» DATA RECORDS

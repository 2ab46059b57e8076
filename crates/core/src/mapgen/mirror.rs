//! Horizontal and vertical mirroring applied to every decoded coordinate.

use rand_chacha::rand_core::Rng;
use serde::{Deserialize, Serialize};

use crate::types::Pos;

use super::rng::coin_flip;

#[derive(Clone, Copy, Debug, Default, PartialEq, Eq, Hash, Serialize, Deserialize)]
pub struct OrientationMirror {
    pub flip_x: bool,
    pub flip_y: bool,
}

impl OrientationMirror {
    pub const IDENTITY: OrientationMirror = OrientationMirror { flip_x: false, flip_y: false };

    /// Rolls both flips once per decode, horizontal first.
    pub fn roll<R: Rng + ?Sized>(rng: &mut R) -> Self {
        let flip_x = coin_flip(rng);
        let flip_y = coin_flip(rng);
        Self { flip_x, flip_y }
    }

    pub fn apply(self, column: usize, row: usize) -> Pos {
        Pos { y: row as i32 * sign(self.flip_y), x: column as i32 * sign(self.flip_x) }
    }
}

fn sign(flip: bool) -> i32 {
    if flip { -1 } else { 1 }
}
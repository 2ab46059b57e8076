pub mod blueprint;
pub mod collaborators;
pub mod config;
pub mod content;
pub mod holders;
pub mod mapgen;
pub mod types;

pub use blueprint::{Blueprint, BlueprintError, Rgba};
pub use collaborators::Collaborators;
pub use config::{ConfigError, GeneratorConfig, GeneratorSettings};
pub use content::{CatalogError, ContentCatalog};
pub use holders::{Entity, OwnershipHolders};
pub use mapgen::{GeneratedRoom, MapGenerator, MapRequest, Placement};
pub use types::*;
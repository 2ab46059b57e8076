//! Colour-keyed room blueprints and their image-file loading.
//! This module exists to own pixel storage and the palette the layout language uses.
//! It does not classify pixels; see `mapgen::decode` for that.

use std::path::{Path, PathBuf};

use image::{ImageError, Rgba as ImageRgba, RgbaImage};
use serde::{Deserialize, Serialize};
use thiserror::Error;

#[derive(Clone, Copy, Debug, PartialEq, Eq, Hash, Serialize, Deserialize)]
pub struct Rgba {
    pub r: u8,
    pub g: u8,
    pub b: u8,
    pub a: u8,
}

impl Rgba {
    pub const BLACK: Rgba = Rgba::opaque(0, 0, 0);
    pub const WHITE: Rgba = Rgba::opaque(255, 255, 255);
    pub const RED: Rgba = Rgba::opaque(255, 0, 0);
    pub const GREEN: Rgba = Rgba::opaque(0, 255, 0);
    pub const BLUE: Rgba = Rgba::opaque(0, 0, 255);
    pub const MAGENTA: Rgba = Rgba::opaque(255, 0, 255);
    pub const YELLOW: Rgba = Rgba::opaque(255, 255, 0);
    pub const CLEAR: Rgba = Rgba { r: 0, g: 0, b: 0, a: 0 };

    pub const fn opaque(r: u8, g: u8, b: u8) -> Self {
        Self { r, g, b, a: 255 }
    }
}

#[derive(Debug, Error)]
pub enum BlueprintError {
    #[error("failed to read blueprint image {path}: {source}")]
    Image {
        path: PathBuf,
        #[source]
        source: ImageError,
    },
    #[error("blueprint has zero width or height")]
    Empty,
    #[error("expected {expected} pixels for the blueprint size, got {actual}")]
    SizeMismatch { expected: usize, actual: usize },
    #[error("row {row} is {actual} glyphs wide, expected {expected}")]
    RaggedRow { row: usize, expected: usize, actual: usize },
    #[error("unknown blueprint glyph '{0}'")]
    UnknownGlyph(char),
}

/// A `width` x `height` grid of colours, stored row-major with row 0 at the
/// bottom of the source image.
#[derive(Clone, Debug, PartialEq, Eq, Serialize, Deserialize)]
pub struct Blueprint {
    width: usize,
    height: usize,
    pixels: Vec<Rgba>,
}

impl Blueprint {
    pub fn new(width: usize, height: usize, pixels: Vec<Rgba>) -> Result<Self, BlueprintError> {
        if width == 0 || height == 0 {
            return Err(BlueprintError::Empty);
        }
        if pixels.len() != width * height {
            return Err(BlueprintError::SizeMismatch {
                expected: width * height,
                actual: pixels.len(),
            });
        }
        Ok(Self { width, height, pixels })
    }

    pub fn filled(width: usize, height: usize, color: Rgba) -> Result<Self, BlueprintError> {
        Self::new(width, height, vec![color; width * height])
    }

    /// Builds a blueprint from text rows, top row first.
    ///
    /// `#` wall, `M` boundary, `w` terrain, `e` enemy, `o` object, `p` player,
    /// `X` exit, `.` transparent ground, `?` an unrecognised grey.
    pub fn from_glyphs(rows: &[&str]) -> Result<Self, BlueprintError> {
        let height = rows.len();
        let width = rows.first().map_or(0, |row| row.chars().count());
        let mut pixels = Vec::with_capacity(width * height);
        for (row, glyphs) in rows.iter().rev().enumerate() {
            let actual = glyphs.chars().count();
            if actual != width {
                return Err(BlueprintError::RaggedRow { row, expected: width, actual });
            }
            for glyph in glyphs.chars() {
                pixels.push(glyph_color(glyph)?);
            }
        }
        Self::new(width, height, pixels)
    }

    pub fn load_png(path: &Path) -> Result<Self, BlueprintError> {
        let image = image::open(path)
            .map_err(|source| BlueprintError::Image { path: path.to_path_buf(), source })?
            .to_rgba8();
        let (width, height) = (image.width() as usize, image.height() as usize);
        let mut pixels = Vec::with_capacity(width * height);
        for row in 0..height {
            let image_y = (height - 1 - row) as u32;
            for column in 0..width {
                let ImageRgba([r, g, b, a]) = *image.get_pixel(column as u32, image_y);
                pixels.push(Rgba { r, g, b, a });
            }
        }
        Self::new(width, height, pixels)
    }

    pub fn save_png(&self, path: &Path) -> Result<(), BlueprintError> {
        let image = RgbaImage::from_fn(self.width as u32, self.height as u32, |x, y| {
            let row = self.height - 1 - y as usize;
            let color = self.pixels[row * self.width + x as usize];
            ImageRgba([color.r, color.g, color.b, color.a])
        });
        image
            .save(path)
            .map_err(|source| BlueprintError::Image { path: path.to_path_buf(), source })
    }

    pub fn width(&self) -> usize {
        self.width
    }

    pub fn height(&self) -> usize {
        self.height
    }

    pub fn pixels(&self) -> &[Rgba] {
        &self.pixels
    }

    /// Raw buffer access; `None` past the end of the buffer.
    pub fn pixel_at_index(&self, index: usize) -> Option<Rgba> {
        self.pixels.get(index).copied()
    }

    pub fn set(&mut self, column: usize, row: usize, color: Rgba) {
        self.pixels[row * self.width + column] = color;
    }

    /// Shop room first, then the regular rooms.
    pub fn demo_set() -> Vec<Blueprint> {
        [DEMO_SHOP, DEMO_HALL, DEMO_CHASM, DEMO_GARDEN]
            .iter()
            .filter_map(|rows| Self::from_glyphs(rows).ok())
            .collect()
    }
}

fn glyph_color(glyph: char) -> Result<Rgba, BlueprintError> {
    Ok(match glyph {
        '#' => Rgba::BLACK,
        'M' => Rgba::MAGENTA,
        'w' => Rgba::WHITE,
        'e' => Rgba::RED,
        'o' => Rgba::BLUE,
        'p' => Rgba::GREEN,
        'X' => Rgba::YELLOW,
        '.' => Rgba::CLEAR,
        '?' => Rgba::opaque(128, 128, 128),
        other => return Err(BlueprintError::UnknownGlyph(other)),
    })
}

const DEMO_SHOP: [&str; 12] = [
    "############",
    "#..........#",
    "#.o..X...o.#",
    "#..........#",
    "#....oo....#",
    "#..........#",
    "#.w......w.#",
    "#..........#",
    "#...p.p.p..#",
    "#..........#",
    "#....o.....#",
    "############",
];

const DEMO_HALL: [&str; 12] = [
    "############",
    "#...w..w...#",
    "#.e......e.#",
    "#..www.....#",
    "#......M.o.#",
    "#.p....M...#",
    "#.p..e.M...#",
    "#.p........#",
    "#...ww..e..#",
    "#.o.....X..#",
    "#....e.....#",
    "############",
];

const DEMO_CHASM: [&str; 12] = [
    "############",
    "#p.......e.#",
    "#p..MMMM...#",
    "#p..M..M.e.#",
    "#...M..M...#",
    "#.w.MMMM.w.#",
    "#.w......w.#",
    "#.e..o...e.#",
    "#..w....w..#",
    "#.....X..o.#",
    "#.e.ww.....#",
    "############",
];

const DEMO_GARDEN: [&str; 12] = [
    "############",
    "#wwww..wwww#",
    "#w..e..e..w#",
    "#w........w#",
    "#..o.pp.o..#",
    "#....p.....#",
    "#.e..?...e.#",
    "#w........w#",
    "#w.e....e.w#",
    "#wwww.Xwwww#",
    "#..........#",
    "############",
];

» WHAT THE TASK ASKS
Look above for the line with "for row in 0..height" and the line with "pub fn demo_set()". Write out those two lines and all the lines between them, exactly, and no others.

» SOLVED EXERCISE
        for row in 0..height {
            let image_y = (height - 1 - row) as u32;
            for column in 0..width {
                let ImageRgba([r, g, b, a]) = *image.get_pixel(column as u32, image_y);
                pixels.push(Rgba { r, g, b, a });
            }
        }
        Self::new(width, height, pixels)
    }

    pub fn save_png(&self, path: &Path) -> Result<(), BlueprintError> {
        let image = RgbaImage::from_fn(self.width as u32, self.height as u32, |x, y| {
            let row = self.height - 1 - y as usize;
            let color = self.pixels[row * self.width + x as usize];
            ImageRgba([color.r, color.g, color.b, color.a])
        });
        image
            .save(path)
            .map_err(|source| BlueprintError::Image { path: path.to_path_buf(), source })
    }

    pub fn width(&self) -> usize {
        self.width
    }

    pub fn height(&self) -> usize {
        self.height
    }

    pub fn pixels(&self) -> &[Rgba] {
        &self.pixels
    }

    /// Raw buffer access; `None` past the end of the buffer.
    pub fn pixel_at_index(&self, index: usize) -> Option<Rgba> {
        self.pixels.get(index).copied()
    }

    pub fn set(&mut self, column: usize, row: usize, color: Rgba) {
        self.pixels[row * self.width + column] = color;
    }

    /// Shop room first, then the regular rooms.
    pub fn demo_set() -> Vec<Blueprint> {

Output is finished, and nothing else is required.